* _WHAT TO PRODUCE_
Word by word and line by line, write out all of the records.

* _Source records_
####################

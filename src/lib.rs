//! Hierarchical partitioned storage engine for neuron and cluster objects.
//!
//! The engine classifies clusters into a four-segment partition path
//! (functional/plasticity/topology/temporal), keeps one compressed
//! membership pack and one compressed neuron bank per partition, and
//! batches saves with change detection so unchanged clusters cost zero
//! filesystem writes. See `SPEC_FULL.md` for the full design.

pub mod compaction;
pub mod config;
pub mod coordinator;
pub mod error;
pub mod model;
pub mod partition;
pub mod storage;

use std::collections::HashMap;
use std::sync::Arc;

use chrono::Utc;
use uuid::Uuid;

use compaction::{CompactionPlanner, RelocationPlan};
use config::EngineConfig;
use coordinator::{BatchedSaveCoordinator, ClusterSaveRequest, SaveMetrics};
use error::Result;
use model::{ClusterReference, NeuronSnapshot};
use partition::PartitionContext;
use storage::{ConceptCapacityStore, FileLockRegistry, MembershipPackStore, NeuronBank, PartitionMetadataStore, StatsCache, StorageStats};

/// The engine's public facade: owns every storage component and exposes
/// the operations listed in §6 of the spec.
pub struct Engine {
    coordinator: BatchedSaveCoordinator,
    capacity: ConceptCapacityStore,
    stats: Arc<StatsCache>,
}

impl Engine {
    /// Opens (creating if absent) the hierarchical tree under
    /// `config.base_dir`, loading metadata and stats caches.
    pub async fn open(config: EngineConfig) -> std::io::Result<Self> {
        let hierarchical_dir = config.hierarchical_dir();
        tokio::fs::create_dir_all(&hierarchical_dir).await?;

        let locks = Arc::new(FileLockRegistry::new());
        let metadata = Arc::new(PartitionMetadataStore::load(&hierarchical_dir).await);
        let membership = Arc::new(MembershipPackStore::new(locks.clone()));
        let bank = Arc::new(NeuronBank::new(locks));
        let stats = Arc::new(StatsCache::load(&hierarchical_dir).await);
        let capacity = ConceptCapacityStore::new(&hierarchical_dir);

        let coordinator = BatchedSaveCoordinator::new(config, metadata, membership, bank, stats.clone());

        Ok(Self {
            coordinator,
            capacity,
            stats,
        })
    }

    pub async fn save_clusters_efficient(&self, clusters: Vec<ClusterSaveRequest>) -> Result<SaveMetrics> {
        self.coordinator.save_clusters_efficient(clusters, PartitionContext::at(Utc::now())).await
    }

    pub async fn save_cluster_membership_only(&self, cluster: ClusterSaveRequest) -> Result<SaveMetrics> {
        self.coordinator
            .save_cluster_membership_only(cluster, PartitionContext::at(Utc::now()))
            .await
    }

    pub async fn save_neuron_banks_in_batches(&self, changes: Vec<(Uuid, Vec<NeuronSnapshot>)>) -> Result<SaveMetrics> {
        self.coordinator.save_neuron_banks_in_batches(changes).await
    }

    pub async fn save_cluster_bank_only(&self, cluster_id: Uuid, changed_neurons: Vec<NeuronSnapshot>) -> Result<SaveMetrics> {
        self.coordinator.save_cluster_bank_only(cluster_id, changed_neurons).await
    }

    pub async fn save_cluster_with_partitioning(&self, cluster: ClusterSaveRequest, neurons: Vec<NeuronSnapshot>) -> Result<SaveMetrics> {
        self.coordinator
            .save_cluster_with_partitioning(cluster, neurons, PartitionContext::at(Utc::now()))
            .await
    }

    pub async fn load_cluster_with_partitioning(&self, cluster_id: Uuid) -> Result<Vec<NeuronSnapshot>> {
        self.coordinator.load_cluster_with_partitioning(cluster_id).await
    }

    /// `loadClusterWithPartitioning` over an arbitrary identifier (§4.7):
    /// resolves by UUID + metadata when possible, otherwise falls back to a
    /// per-cluster-file scan across every candidate partition.
    pub async fn load_cluster_by_identifier(&self, identifier: &str) -> Result<Vec<NeuronSnapshot>> {
        self.coordinator.load_cluster_by_identifier(identifier).await
    }

    pub async fn get_cluster_neuron_ids(&self, cluster_id: Uuid, max_to_return: Option<usize>) -> Result<Vec<Uuid>> {
        self.coordinator.get_cluster_neuron_ids(cluster_id, max_to_return).await
    }

    pub async fn inspect_cluster_membership(&self, cluster_id: Uuid) -> Result<(usize, usize)> {
        self.coordinator.inspect_cluster_membership(cluster_id).await
    }

    pub async fn find_similar_clusters(&self, concepts: &[String], threshold: f64) -> Vec<ClusterReference> {
        self.coordinator.find_similar_clusters(concepts, threshold).await
    }

    /// Plans (but does not execute) temporal relocations per §4.8.
    pub async fn consolidate_memory_partitions(&self) -> Vec<RelocationPlan> {
        let clusters = self.coordinator.metadata_store().all().await;
        CompactionPlanner::at(Utc::now()).plan(&clusters)
    }

    /// `getEnhancedStorageStats` (§4.10): the stats cache plus the derived
    /// hierarchical efficiency metric.
    pub async fn get_enhanced_storage_stats(&self) -> (StorageStats, f64) {
        let cluster_count = self.coordinator.metadata_store().all().await.len();
        self.stats.refresh_if_idle().await;
        let stats = self.stats.get_stats(cluster_count).await;

        let distinct_partitions: std::collections::HashSet<_> = self
            .coordinator
            .metadata_store()
            .all()
            .await
            .into_iter()
            .map(|m| m.partition)
            .collect();
        let efficiency = StatsCache::hierarchical_efficiency(distinct_partitions.len(), (5, 5, 5, 5));
        (stats, efficiency)
    }

    pub async fn load_concept_capacities(&self) -> HashMap<String, i64> {
        self.capacity.load().await
    }

    pub async fn save_concept_capacities(&self, capacities: &HashMap<String, i64>) -> Result<()> {
        self.capacity.save(capacities).await
    }

    pub async fn get_and_reset_last_save_metrics(&self) -> SaveMetrics {
        self.coordinator.get_and_reset_last_save_metrics().await
    }
}

/// Commonly used exports, following the crate's module-per-concern layout.
pub mod prelude {
    pub use crate::compaction::{CompactionPlanner, RelocationPlan, RelocationReason};
    pub use crate::config::EngineConfig;
    pub use crate::coordinator::{BatchedSaveCoordinator, ClusterSaveRequest, SaveMetrics};
    pub use crate::error::{EngineError, Result};
    pub use crate::model::{ClusterMetadata, ClusterReference, NeuronSnapshot};
    pub use crate::partition::{Functional, PartitionContext, PartitionPath, Plasticity, Temporal, Topology};
    pub use crate::storage::{ConceptCapacityStore, MembershipPack, NeuronBank, PartitionMetadataStore, StatsCache, StorageStats};
    pub use crate::Engine;
}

####################

* _OUTPUT FOR THIS EXERCISE_
filename src/lib.rs
//! Hierarchical partitioned storage engine for neuron and cluster objects.
//!
//! The engine classifies clusters into a four-segment partition path
//! (functional/plasticity/topology/temporal), keeps one compressed
//! membership pack and one compressed neuron bank per partition, and
//! batches saves with change detection so unchanged clusters cost zero
//! filesystem writes. See `SPEC_FULL.md` for the full design.

pub mod compaction;
pub mod config;
pub mod coordinator;
pub mod error;
pub mod model;
pub mod partition;
pub mod storage;

use std::collections::HashMap;
use std::sync::Arc;

use chrono::Utc;
use uuid::Uuid;

use compaction::{CompactionPlanner, RelocationPlan};
use config::EngineConfig;
use coordinator::{BatchedSaveCoordinator, ClusterSaveRequest, SaveMetrics};
use error::Result;
use model::{ClusterReference, NeuronSnapshot};
use partition::PartitionContext;
use storage::{ConceptCapacityStore, FileLockRegistry, MembershipPackStore, NeuronBank, PartitionMetadataStore, StatsCache, StorageStats};

/// The engine's public facade: owns every storage component and exposes
/// the operations listed in §6 of the spec.
pub struct Engine {
    coordinator: BatchedSaveCoordinator,
    capacity: ConceptCapacityStore,
    stats: Arc<StatsCache>,
}

impl Engine {
    /// Opens (creating if absent) the hierarchical tree under
    /// `config.base_dir`, loading metadata and stats caches.
    pub async fn open(config: EngineConfig) -> std::io::Result<Self> {
        let hierarchical_dir = config.hierarchical_dir();
        tokio::fs::create_dir_all(&hierarchical_dir).await?;

        let locks = Arc::new(FileLockRegistry::new());
        let metadata = Arc::new(PartitionMetadataStore::load(&hierarchical_dir).await);
        let membership = Arc::new(MembershipPackStore::new(locks.clone()));
        let bank = Arc::new(NeuronBank::new(locks));
        let stats = Arc::new(StatsCache::load(&hierarchical_dir).await);
        let capacity = ConceptCapacityStore::new(&hierarchical_dir);

        let coordinator = BatchedSaveCoordinator::new(config, metadata, membership, bank, stats.clone());

        Ok(Self {
            coordinator,
            capacity,
            stats,
        })
    }

    pub async fn save_clusters_efficient(&self, clusters: Vec<ClusterSaveRequest>) -> Result<SaveMetrics> {
        self.coordinator.save_clusters_efficient(clusters, PartitionContext::at(Utc::now())).await
    }

    pub async fn save_cluster_membership_only(&self, cluster: ClusterSaveRequest) -> Result<SaveMetrics> {
        self.coordinator
            .save_cluster_membership_only(cluster, PartitionContext::at(Utc::now()))
            .await
    }

    pub async fn save_neuron_banks_in_batches(&self, changes: Vec<(Uuid, Vec<NeuronSnapshot>)>) -> Result<SaveMetrics> {
        self.coordinator.save_neuron_banks_in_batches(changes).await
    }

    pub async fn save_cluster_bank_only(&self, cluster_id: Uuid, changed_neurons: Vec<NeuronSnapshot>) -> Result<SaveMetrics> {
        self.coordinator.save_cluster_bank_only(cluster_id, changed_neurons).await
    }

    pub async fn save_cluster_with_partitioning(&self, cluster: ClusterSaveRequest, neurons: Vec<NeuronSnapshot>) -> Result<SaveMetrics> {
        self.coordinator
            .save_cluster_with_partitioning(cluster, neurons, PartitionContext::at(Utc::now()))
            .await
    }

    pub async fn load_cluster_with_partitioning(&self, cluster_id: Uuid) -> Result<Vec<NeuronSnapshot>> {
        self.coordinator.load_cluster_with_partitioning(cluster_id).await
    }

    /// `loadClusterWithPartitioning` over an arbitrary identifier (§4.7):
    /// resolves by UUID + metadata when possible, otherwise falls back to a
    /// per-cluster-file scan across every candidate partition.
    pub async fn load_cluster_by_identifier(&self, identifier: &str) -> Result<Vec<NeuronSnapshot>> {
        self.coordinator.load_cluster_by_identifier(identifier).await
    }

    pub async fn get_cluster_neuron_ids(&self, cluster_id: Uuid, max_to_return: Option<usize>) -> Result<Vec<Uuid>> {
        self.coordinator.get_cluster_neuron_ids(cluster_id, max_to_return).await
    }

    pub async fn inspect_cluster_membership(&self, cluster_id: Uuid) -> Result<(usize, usize)> {
        self.coordinator.inspect_cluster_membership(cluster_id).await
    }

    pub async fn find_similar_clusters(&self, concepts: &[String], threshold: f64) -> Vec<ClusterReference> {
        self.coordinator.find_similar_clusters(concepts, threshold).await
    }

    /// Plans (but does not execute) temporal relocations per §4.8.
    pub async fn consolidate_memory_partitions(&self) -> Vec<RelocationPlan> {
        let clusters = self.coordinator.metadata_store().all().await;
        CompactionPlanner::at(Utc::now()).plan(&clusters)
    }

    /// `getEnhancedStorageStats` (§4.10): the stats cache plus the derived
    /// hierarchical efficiency metric.
    pub async fn get_enhanced_storage_stats(&self) -> (StorageStats, f64) {
        let cluster_count = self.coordinator.metadata_store().all().await.len();
        self.stats.refresh_if_idle().await;
        let stats = self.stats.get_stats(cluster_count).await;

        let distinct_partitions: std::collections::HashSet<_> = self
            .coordinator
            .metadata_store()
            .all()
            .await
            .into_iter()
            .map(|m| m.partition)
            .collect();
        let efficiency = StatsCache::hierarchical_efficiency(distinct_partitions.len(), (5, 5, 5, 5));
        (stats, efficiency)
    }

    pub async fn load_concept_capacities(&self) -> HashMap<String, i64> {
        self.capacity.load().await
    }

    pub async fn save_concept_capacities(&self, capacities: &HashMap<String, i64>) -> Result<()> {
        self.capacity.save(capacities).await
    }

    pub async fn get_and_reset_last_save_metrics(&self) -> SaveMetrics {
        self.coordinator.get_and_reset_last_save_metrics().await
    }
}

/// Commonly used exports, following the crate's module-per-concern layout.
pub mod prelude {
    pub use crate::compaction::{CompactionPlanner, RelocationPlan, RelocationReason};
    pub use crate::config::EngineConfig;
    pub use crate::coordinator::{BatchedSaveCoordinator, ClusterSaveRequest, SaveMetrics};
    pub use crate::error::{EngineError, Result};
    pub use crate::model::{ClusterMetadata, ClusterReference, NeuronSnapshot};
    pub use crate::partition::{Functional, PartitionContext, PartitionPath, Plasticity, Temporal, Topology};
    pub use crate::storage::{ConceptCapacityStore, MembershipPack, NeuronBank, PartitionMetadataStore, StatsCache, StorageStats};
    pub use crate::Engine;
}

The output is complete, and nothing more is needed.